Presentation on theme: "Taking Better Photos 15 Tips You Can Try. Move in CLOSER. Take a few steps closer. Use the zoom lens to zoom in. Most people leave too much “dead."— Presentation transcript:
Move in CLOSER. Take a few steps closer. Use the zoom lens to zoom in. Most people leave too much “dead space” around their subjects. Get closer to make your subject the center of attention in the photo.
Use the Rule of Thirds. Don’t center every subject in your photos. Place the subject on a grid using the rule of thirds. Leave space for the subject to move into or out of the frame.
Use Leading Lines. Carefully frame the subject and the lines, curves, and angles of the scene to direct the viewer’s eye within the frame.
Anticipate Action. Most small digital cameras have a shutter delay between the time you push the button and the time the picture is actually taken. You need to anticipate that delay and push the button in advance to capture the action you want.
Use Available Light. Turn off the flash. Steady the camera so it doesn’t shake. Use the available light for mood, silhouettes, blurring motion, and effects.
Use the Highest Resolution. Pick the highest resolution your camera offers. This may increase image write times but you will get a much bigger image file to work with in PhotoShop. Bigger image files can be cropped and enlarged much more.

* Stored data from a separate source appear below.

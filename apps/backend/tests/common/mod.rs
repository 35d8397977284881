//! Common test utilities and fixtures for integration tests.
//!
//! This module provides shared test infrastructure including:
//! - TestContext wiring an in-memory cache database to the service router
//! - MockUpstream, a local stand-in for the WaniKani API served over HTTP
//! - Helpers for reading server-sent event bodies

pub mod fixtures;

use std::collections::{BTreeMap, HashMap};
use std::sync::{Arc, Mutex};
use std::time::{Duration, Instant};

use axum::{
    extract::{OriginalUri, Path, Query, State},
    http::{HeaderMap, StatusCode},
    response::{IntoResponse, Response},
    routing::get,
    Json, Router,
};
use serde_json::{json, Value};

use wanikani_cache_backend::config::AppConfig;
use wanikani_cache_backend::db::Database;
use wanikani_cache_backend::services::details::DetailSynchronizer;
use wanikani_cache_backend::services::wanikani::WaniKaniClient;
use wanikani_cache_backend::{router, AppState};

pub const TEST_TOKEN: &str = "test-token";

/// Test context containing the cache database, the mock upstream and the router.
pub struct TestContext {
    pub db: Arc<Database>,
    pub upstream: MockUpstream,
    pub details: DetailSynchronizer,
    app: Router,
}

impl TestContext {
    /// Create a context with a credential and no pacing delay.
    pub async fn new() -> Self {
        Self::with_config(|_| {}).await
    }

    /// Create a context, letting the caller adjust configuration first.
    pub async fn with_config(adjust: impl FnOnce(&mut AppConfig)) -> Self {
        let upstream = MockUpstream::start().await;

        let mut config = AppConfig {
            api_token: Some(TEST_TOKEN.to_string()),
            api_url: upstream.base_url.clone(),
            detail_fetch_delay: Duration::ZERO,
            ..AppConfig::default()
        };
        adjust(&mut config);

        let db = Database::connect_in_memory()
            .await
            .expect("Failed to open in-memory database");
        db.run_migrations().await.expect("Failed to run migrations");
        let db = Arc::new(db);

        let http = reqwest::Client::builder()
            .no_proxy()
            .build()
            .expect("Failed to build HTTP client");
        let client = WaniKaniClient::with_http_client(http, &config);

        let state = AppState::new(db.clone(), Arc::new(client), &config);
        let details = state.details.clone();
        let app = router(state);

        Self {
            db,
            upstream,
            details,
            app,
        }
    }

    /// Get the router for use with axum-test.
    pub fn router(&self) -> Router {
        self.app.clone()
    }
}

/// Parse an SSE body into the JSON payload of each `data:` line.
pub fn parse_sse(body: &str) -> Vec<Value> {
    body.lines()
        .filter_map(|line| line.strip_prefix("data:"))
        .map(|data| serde_json::from_str(data.trim()).expect("event payload is JSON"))
        .collect()
}

/// Event `type` values in order.
pub fn event_types(events: &[Value]) -> Vec<String> {
    events
        .iter()
        .map(|e| e["type"].as_str().unwrap_or_default().to_string())
        .collect()
}

#[derive(Default)]
struct MockData {
    base_url: String,
    page_size: usize,
    user: Option<Value>,
    review_assignments: Vec<Value>,
    assignments: Vec<Value>,
    subjects: Vec<Value>,
    details: HashMap<i64, Value>,
    detail_failures: HashMap<i64, u16>,
    requests: Vec<(String, Instant)>,
}

/// In-process WaniKani API double listening on an ephemeral port.
#[derive(Clone)]
pub struct MockUpstream {
    pub base_url: String,
    data: Arc<Mutex<MockData>>,
}

impl MockUpstream {
    pub async fn start() -> Self {
        let listener = tokio::net::TcpListener::bind("127.0.0.1:0")
            .await
            .expect("Failed to bind mock upstream");
        let base_url = format!("http://{}", listener.local_addr().unwrap());

        let data = Arc::new(Mutex::new(MockData {
            base_url: base_url.clone(),
            page_size: 500,
            ..MockData::default()
        }));

        let app = Router::new()
            .route("/user", get(mock_user))
            .route("/assignments", get(mock_assignments))
            .route("/subjects", get(mock_subjects))
            .route("/subjects/:id", get(mock_subject))
            .with_state(data.clone());

        tokio::spawn(async move {
            axum::serve(listener, app).await.expect("mock upstream failed");
        });

        Self { base_url, data }
    }

    pub fn set_page_size(&self, size: usize) {
        self.data.lock().unwrap().page_size = size;
    }

    pub fn set_user(&self, user: Value) {
        self.data.lock().unwrap().user = Some(user);
    }

    pub fn set_review_assignments(&self, assignments: Vec<Value>) {
        self.data.lock().unwrap().review_assignments = assignments;
    }

    pub fn set_assignments(&self, assignments: Vec<Value>) {
        self.data.lock().unwrap().assignments = assignments;
    }

    pub fn set_subjects(&self, subjects: Vec<Value>) {
        self.data.lock().unwrap().subjects = subjects;
    }

    pub fn add_detail(&self, detail: Value) {
        let id = detail["id"].as_i64().expect("detail has id");
        self.data.lock().unwrap().details.insert(id, detail);
    }

    /// Make `GET /subjects/{id}` answer with `status`.
    pub fn fail_detail(&self, id: i64, status: u16) {
        self.data.lock().unwrap().detail_failures.insert(id, status);
    }

    pub fn clear_failure(&self, id: i64) {
        self.data.lock().unwrap().detail_failures.remove(&id);
    }

    /// Every request path and query seen so far, in order.
    pub fn requests(&self) -> Vec<String> {
        let data = self.data.lock().unwrap();
        data.requests.iter().map(|(uri, _)| uri.clone()).collect()
    }

    /// Number of requests whose path starts with `prefix`.
    pub fn request_count(&self, prefix: &str) -> usize {
        self.requests().iter().filter(|r| r.starts_with(prefix)).count()
    }

    /// When each single-subject request arrived, in order.
    pub fn detail_request_times(&self) -> Vec<Instant> {
        let data = self.data.lock().unwrap();
        data.requests
            .iter()
            .filter(|(uri, _)| uri.starts_with("/subjects/"))
            .map(|(_, at)| *at)
            .collect()
    }

    /// Requests for single subjects, as subject ids.
    pub fn detail_requests(&self) -> Vec<i64> {
        self.requests()
            .iter()
            .filter_map(|r| r.strip_prefix("/subjects/"))
            .filter_map(|id| id.parse().ok())
            .collect()
    }
}

type Shared = State<Arc<Mutex<MockData>>>;

fn authorized(headers: &HeaderMap) -> bool {
    headers
        .get("authorization")
        .and_then(|v| v.to_str().ok())
        .is_some_and(|v| v == format!("Bearer {TEST_TOKEN}"))
}

fn csv_values(params: &HashMap<String, String>, key: &str) -> Option<Vec<String>> {
    params
        .get(key)
        .map(|v| v.split(',').map(str::to_string).collect())
}

/// Slice `items` into one collection page, linking to the next via `page`.
fn collection(
    data: &MockData,
    path: &str,
    params: &HashMap<String, String>,
    items: Vec<Value>,
) -> Value {
    let page: usize = params.get("page").and_then(|p| p.parse().ok()).unwrap_or(0);
    let start = page * data.page_size;
    let end = (start + data.page_size).min(items.len());
    let page_items = items.get(start..end).map(<[Value]>::to_vec).unwrap_or_default();

    let next_url = (end < items.len()).then(|| {
        let mut query: BTreeMap<&str, String> = params
            .iter()
            .filter(|(k, _)| k.as_str() != "page")
            .map(|(k, v)| (k.as_str(), v.clone()))
            .collect();
        query.insert("page", (page + 1).to_string());
        let query: Vec<String> = query.iter().map(|(k, v)| format!("{k}={v}")).collect();
        format!("{}{}?{}", data.base_url, path, query.join("&"))
    });

    json!({
        "object": "collection",
        "pages": { "next_url": next_url, "per_page": data.page_size },
        "total_count": items.len(),
        "data": page_items,
    })
}

async fn mock_user(State(data): Shared, uri: OriginalUri, headers: HeaderMap) -> Response {
    let mut data = data.lock().unwrap();
    data.requests.push((uri.0.to_string(), Instant::now()));
    if !authorized(&headers) {
        return StatusCode::UNAUTHORIZED.into_response();
    }
    match &data.user {
        Some(user) => Json(json!({ "object": "user", "data": user })).into_response(),
        None => StatusCode::NOT_FOUND.into_response(),
    }
}

async fn mock_assignments(
    State(data): Shared,
    uri: OriginalUri,
    headers: HeaderMap,
    Query(params): Query<HashMap<String, String>>,
) -> Response {
    let mut data = data.lock().unwrap();
    data.requests.push((uri.0.to_string(), Instant::now()));
    if !authorized(&headers) {
        return StatusCode::UNAUTHORIZED.into_response();
    }

    let items: Vec<Value> = if params.contains_key("immediately_available_for_review") {
        data.review_assignments.clone()
    } else {
        let wanted = csv_values(&params, "subject_ids").unwrap_or_default();
        data.assignments
            .iter()
            .filter(|a| wanted.contains(&a["data"]["subject_id"].to_string()))
            .cloned()
            .collect()
    };

    Json(collection(&data, "/assignments", &params, items)).into_response()
}

async fn mock_subjects(
    State(data): Shared,
    uri: OriginalUri,
    headers: HeaderMap,
    Query(params): Query<HashMap<String, String>>,
) -> Response {
    let mut data = data.lock().unwrap();
    data.requests.push((uri.0.to_string(), Instant::now()));
    if !authorized(&headers) {
        return StatusCode::UNAUTHORIZED.into_response();
    }

    let levels = csv_values(&params, "levels");
    let types = csv_values(&params, "types");
    let items: Vec<Value> = data
        .subjects
        .iter()
        .filter(|s| {
            levels
                .as_ref()
                .map_or(true, |l| l.contains(&s["data"]["level"].to_string()))
        })
        .filter(|s| {
            types.as_ref().map_or(true, |t| {
                t.iter().any(|t| s["object"].as_str() == Some(t.as_str()))
            })
        })
        .cloned()
        .collect();

    Json(collection(&data, "/subjects", &params, items)).into_response()
}

async fn mock_subject(
    State(data): Shared,
    uri: OriginalUri,
    headers: HeaderMap,
    Path(id): Path<i64>,
) -> Response {
    let mut data = data.lock().unwrap();
    data.requests.push((uri.0.to_string(), Instant::now()));
    if !authorized(&headers) {
        return StatusCode::UNAUTHORIZED.into_response();
    }
    if let Some(status) = data.detail_failures.get(&id) {
        let status = StatusCode::from_u16(*status).unwrap();
        return (status, Json(json!({ "error": "mock failure", "code": status.as_u16() })))
            .into_response();
    }
    match data.details.get(&id) {
        Some(detail) => Json(detail.clone()).into_response(),
        None => StatusCode::NOT_FOUND.into_response(),
    }
}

Shoot as Many Pictures as You Can. Take dozens of shots of each scene, not just one. This increases your chances of getting the “best” image of that scene. Be sure to bring lots of extra memory cards with you so you don’t have to delete images on the fly. Don’t forget the extra batteries either. Lots of pictures means lots of battery power.
Frame Your Shot. We don’t mean a picture frame. We mean that you should use parts of the scene to frame the subject. This draws the viewer’s eye to your subject.

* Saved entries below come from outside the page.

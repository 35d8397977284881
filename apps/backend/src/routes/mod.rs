pub mod details;
pub mod reviews;
pub mod subjects;
pub mod sync;
pub mod user;

use crate::error::{ApiError, Result};

/// Parse a comma-separated integer list. Entries that are not integers are
/// skipped; an absent or entirely unusable list is a validation error.
pub(crate) fn parse_id_list(raw: Option<&str>, name: &str) -> Result<Vec<i64>> {
    let raw = raw
        .filter(|s| !s.trim().is_empty())
        .ok_or_else(|| ApiError::Validation(format!("{name} query parameter required")))?;

    let values: Vec<i64> = raw
        .split(',')
        .filter_map(|part| part.trim().parse().ok())
        .collect();

    if values.is_empty() {
        return Err(ApiError::Validation(format!("Invalid {name} parameter")));
    }
    Ok(values)
}
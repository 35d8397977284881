//! Subject summary endpoint

use axum::{
    extract::{Query, State},
    Json,
};

use crate::error::Result;
use crate::models::*;
use crate::routes::parse_id_list;
use crate::services::cache;
use crate::AppState;

/// GET /api/subjects?levels=1,2,3&types=kanji,vocabulary
pub async fn list(
    State(state): State<AppState>,
    Query(query): Query<SubjectsQuery>,
) -> Result<Json<SubjectsResponse>> {
    let levels = parse_id_list(query.levels.as_deref(), "levels")?;
    let kinds = parse_kinds(query.types.as_deref());

    let fetched = cache::subjects(&state.db, &state.upstream, &levels, &kinds).await?;
    Ok(Json(SubjectsResponse {
        source: fetched.source,
        count: fetched.data.len(),
        data: fetched.data.into_iter().map(SubjectView::from).collect(),
    }))
}

/// Known subject kinds from a comma-separated list; unknown names are ignored.
fn parse_kinds(raw: Option<&str>) -> Vec<SubjectKind> {
    let mut kinds: Vec<SubjectKind> = raw
        .unwrap_or_default()
        .split(',')
        .filter_map(|t| t.trim().parse().ok())
        .collect();
    kinds.sort();
    kinds.dedup();
    kinds
}

#[cfg(test)]
mod tests {
    use super::*;

    #[test]
    fn test_parse_kinds_ignores_unknown() {
        assert_eq!(
            parse_kinds(Some("vocabulary,grammar,kanji,kanji")),
            vec![SubjectKind::Kanji, SubjectKind::Vocabulary]
        );
        assert!(parse_kinds(None).is_empty());
    }
}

Vary the Camera Position. Don’t always shoot from eye height. Get low to the ground or high in the rafters. Show a worm’s eye view or a bird’s eye view.
Use Selective Focus. Use shallow depth of field to isolate the subject. Focus on the subject and let everything else be blurry.
Keep the Background Simple. Cluttered backgrounds are very distracting. Make sure the background (and foreground) are not cluttered with lots of extraneous details. Zoom in to isolate the subject from the background.
Paint With Light. Open the camera shutter and let the light paint over the sensor. The room needs to be very dark and the light needs to be given enough time to create the image you want. Moving the lights or moving the camera makes special effects.
Use Fill Flash. Turn the flash on even outdoors. (Set the camera to use flash all the time.) This will fill in shadows that come from a harsh sun angle outdoors
Vary Your Orientation. Shoot vertical and horizontal pictures. You can even tilt the camera at an angle. Most people shoot almost all of their photos in the horizontal orientation. This gets boring.
Direct Your Subjects for Better Poses. Be a picture maker not just a picture taker. Move your subjects around to take advantage of their special attributes and put them into the best poses.